Our prod cluster generates that about every minute at O(1M) qps. We JUST turned ...

inkyoto · on Sept 20, 2023

TIBCO Rendezvous is tech from 1998/99, millions of messages per second didn't exist at the time. Only NYSE and NASDAQ were capable of producing millions of events back then (still not by minute nor by second).

TIBCO Rendezvous was one of the first successful large scale, low latency and near real-time pub/sub implementations, and it had a very efficient, Avro like, wire level serialisation format that made messages very compact and efficient to deliver. It was very popular in finance, banking and manufacturing, and is all but legacy now.

kuchenbecker · on Sept 22, 2023

$$$ not capability. We have ~50 hosts that generate up to TB per day in just logs and 50k hosts that generate O(200mb/day). The large hosts ssh and grep works surprisingly well, but the smaller hosts is the real benefit.
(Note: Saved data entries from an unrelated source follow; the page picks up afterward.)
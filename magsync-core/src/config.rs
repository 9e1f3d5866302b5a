//! Synchronizer configuration

use crate::constants::{
    DEFAULT_MAX_DATAGRAM_SIZE, DEFAULT_MAX_SKIP_BYTES, HEADER_SIZE, HEARTBEAT_SIZE,
    MAX_RECORD_SIZE, SIGNATURE_LEN,
};
use crate::error::SyncError;
use serde::{Deserialize, Serialize};
use std::time::Duration;

/// What to do with the rest of a record whose header was not recognized
#[derive(Debug, Clone, Copy, Default, PartialEq, Eq, Serialize, Deserialize)]
#[serde(rename_all = "kebab-case")]
pub enum UnrecognizedPolicy {
    /// Consume only the header and search the following bytes
    #[default]
    Rescan,
    /// Discard the declared remainder first, when the declared size is plausible
    SkipDeclared,
}

/// Tuning knobs for [`FrameSynchronizer`](crate::sync::FrameSynchronizer)
#[derive(Debug, Clone, PartialEq, Eq, Serialize, Deserialize)]
#[serde(default)]
pub struct SyncConfig {
    /// Bytes requested per stream read while unlocked
    pub lock_on_chunk: usize,

    /// Give up after discarding this many bytes in one unlocked episode
    pub max_lock_on_bytes: Option<u64>,

    /// Emit the heartbeat that produced lock-on instead of discarding it
    pub emit_anchor: bool,

    /// Handling of unrecognized headers while locked
    pub on_unrecognized: UnrecognizedPolicy,

    /// Largest declared size `SkipDeclared` will skip over
    pub max_skip_bytes: usize,

    /// Receive buffer size for datagram transports
    pub max_datagram_size: usize,

    /// Read deadline in milliseconds; cancellation is re-checked on expiry
    pub read_timeout_ms: Option<u64>,
}

impl Default for SyncConfig {
    fn default() -> Self {
        Self {
            lock_on_chunk: HEARTBEAT_SIZE,
            max_lock_on_bytes: None,
            emit_anchor: true,
            on_unrecognized: UnrecognizedPolicy::Rescan,
            max_skip_bytes: DEFAULT_MAX_SKIP_BYTES,
            max_datagram_size: DEFAULT_MAX_DATAGRAM_SIZE,
            read_timeout_ms: Some(500),
        }
    }
}

impl SyncConfig {
    /// Check that the values can drive a synchronizer
    pub fn validate(&self) -> Result<(), SyncError> {
        if self.lock_on_chunk < SIGNATURE_LEN {
            return Err(SyncError::InvalidConfig(format!(
                "lock_on_chunk must be at least {} bytes, got {}",
                SIGNATURE_LEN, self.lock_on_chunk
            )));
        }

        if self.max_datagram_size < MAX_RECORD_SIZE {
            return Err(SyncError::InvalidConfig(format!(
                "max_datagram_size must hold the largest record ({} bytes), got {}",
                MAX_RECORD_SIZE, self.max_datagram_size
            )));
        }

        if self.max_skip_bytes < HEADER_SIZE {
            return Err(SyncError::InvalidConfig(format!(
                "max_skip_bytes must be at least {}, got {}",
                HEADER_SIZE, self.max_skip_bytes
            )));
        }

        if self.read_timeout_ms == Some(0) {
            return Err(SyncError::InvalidConfig(
                "read_timeout_ms must be positive; omit it to block indefinitely".into(),
            ));
        }

        Ok(())
    }

    /// Read deadline as a duration
    pub fn read_timeout(&self) -> Option<Duration> {
        self.read_timeout_ms.map(Duration::from_millis)
    }
}
pub mod check;
pub mod session;
pub mod tcp;
pub mod udp;

pub use session::SessionOptions;
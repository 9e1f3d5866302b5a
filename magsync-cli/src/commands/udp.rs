use super::session::{install_cancel_watchers, load_config, run_session, SessionOptions, SessionSink};
use anyhow::{Context, Result};
use magsync_core::{CancelToken, DatagramTransport};
use std::net::{Ipv4Addr, SocketAddrV4, UdpSocket};
use tracing::info;

pub fn execute(bind: Ipv4Addr, port: u16, options: &SessionOptions) -> Result<()> {
    let config = load_config(options.config.as_deref(), options.timeout_ms)?;
    let mut sink = SessionSink::open(options)?;

    let cancel = CancelToken::new();
    install_cancel_watchers(&cancel)?;

    let local = SocketAddrV4::new(bind, port);
    let socket = UdpSocket::bind(local).with_context(|| format!("Failed to bind {}", local))?;
    let transport = DatagramTransport::new(socket, config.read_timeout())
        .with_context(|| format!("Failed to configure socket on {}", local))?;

    info!("Listening on {}", transport.local_addr()?);
    println!("Listening on {}; press Enter or Ctrl-C to stop", local);

    let stats = run_session(transport, config, &mut sink, cancel)?;
    if let Some(captured) = sink.captured() {
        info!("Captured {} of {} records", captured, stats.records());
    }

    Ok(())
}
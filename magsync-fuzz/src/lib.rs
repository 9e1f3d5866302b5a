//! Fuzz entry points for magsync-core
//!
//! To use with cargo-fuzz:
//! 1. Install cargo-fuzz: cargo install cargo-fuzz
//! 2. Run fuzzer: cargo fuzz run fuzz_sync

use magsync_core::{CancelToken, ClassifiedRecord, DatagramQueue, FrameSynchronizer, StreamTransport};
use std::io::Cursor;

pub fn fuzz_decode(data: &[u8]) {
    use magsync_core::decoder::decode_record;

    // Try to decode - should never panic
    let _ = decode_record(data);
}

pub fn fuzz_sync(data: &[u8]) {
    // Stream framing over the whole input
    let mut sync = FrameSynchronizer::new(
        StreamTransport::new(Cursor::new(data)),
        CancelToken::new(),
    );
    let mut records: Vec<ClassifiedRecord> = Vec::new();
    let _ = sync.run(&mut records);

    // Datagram framing: first byte of each chunk picks the datagram length
    let mut datagrams = Vec::new();
    let mut rest = data;
    while let Some((&len, tail)) = rest.split_first() {
        let take = (len as usize * 8).min(tail.len());
        datagrams.push(tail[..take].to_vec());
        rest = &tail[take..];
    }

    let mut sync = FrameSynchronizer::new(DatagramQueue::new(datagrams), CancelToken::new());
    let _ = sync.run(&mut records);
}
//! Library entry for magsync-cli used by integration tests and embedding.

pub mod commands;

// Re-export commands for convenience
pub use commands::*;

// Re-export commonly used items
pub use crate::commands::session::{load_config, summary_line};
Hard to justify a team of 7 burning several million in just Logging infra costs.

blindriver · on Sept 20, 2023

My previous company's Kafka cluster was handing 20 million messages per second 5 years ago, and dozens of petabytes of data per day. Maybe your particular cluster that didn't have the capacity to handle 1M qps, but Kafka easily had that capacity years ago.

_a_a_a_ · on Sept 20, 2023

I have to ask, what value is this adding business-wise to store so much?

blindriver · on Sept 21, 2023

Kafka when used correctly is the like the nervous system for your entire company. You use it like a message bus and dump every single thing into it, and you can extract it out at your leisure, but mostly real-time. It completely transforms how you do services in a company, but it also means you have to invest a lot of money and manpower into maintaining it because it is mission critical.

sharms · on Sept 20, 2023

Not OP but I think it isn't always about storing, but having a log of events which get routed, processed, and aggregated in many cases.

kuchenbecker · on Sept 22, 2023

It was quota and hardware, not ability. This is a single service onboarding and they need the hardware.

And at that scale, we need to grep the logs so the downstream need the ability to process that volume, which it couldn't until about 2 years ago.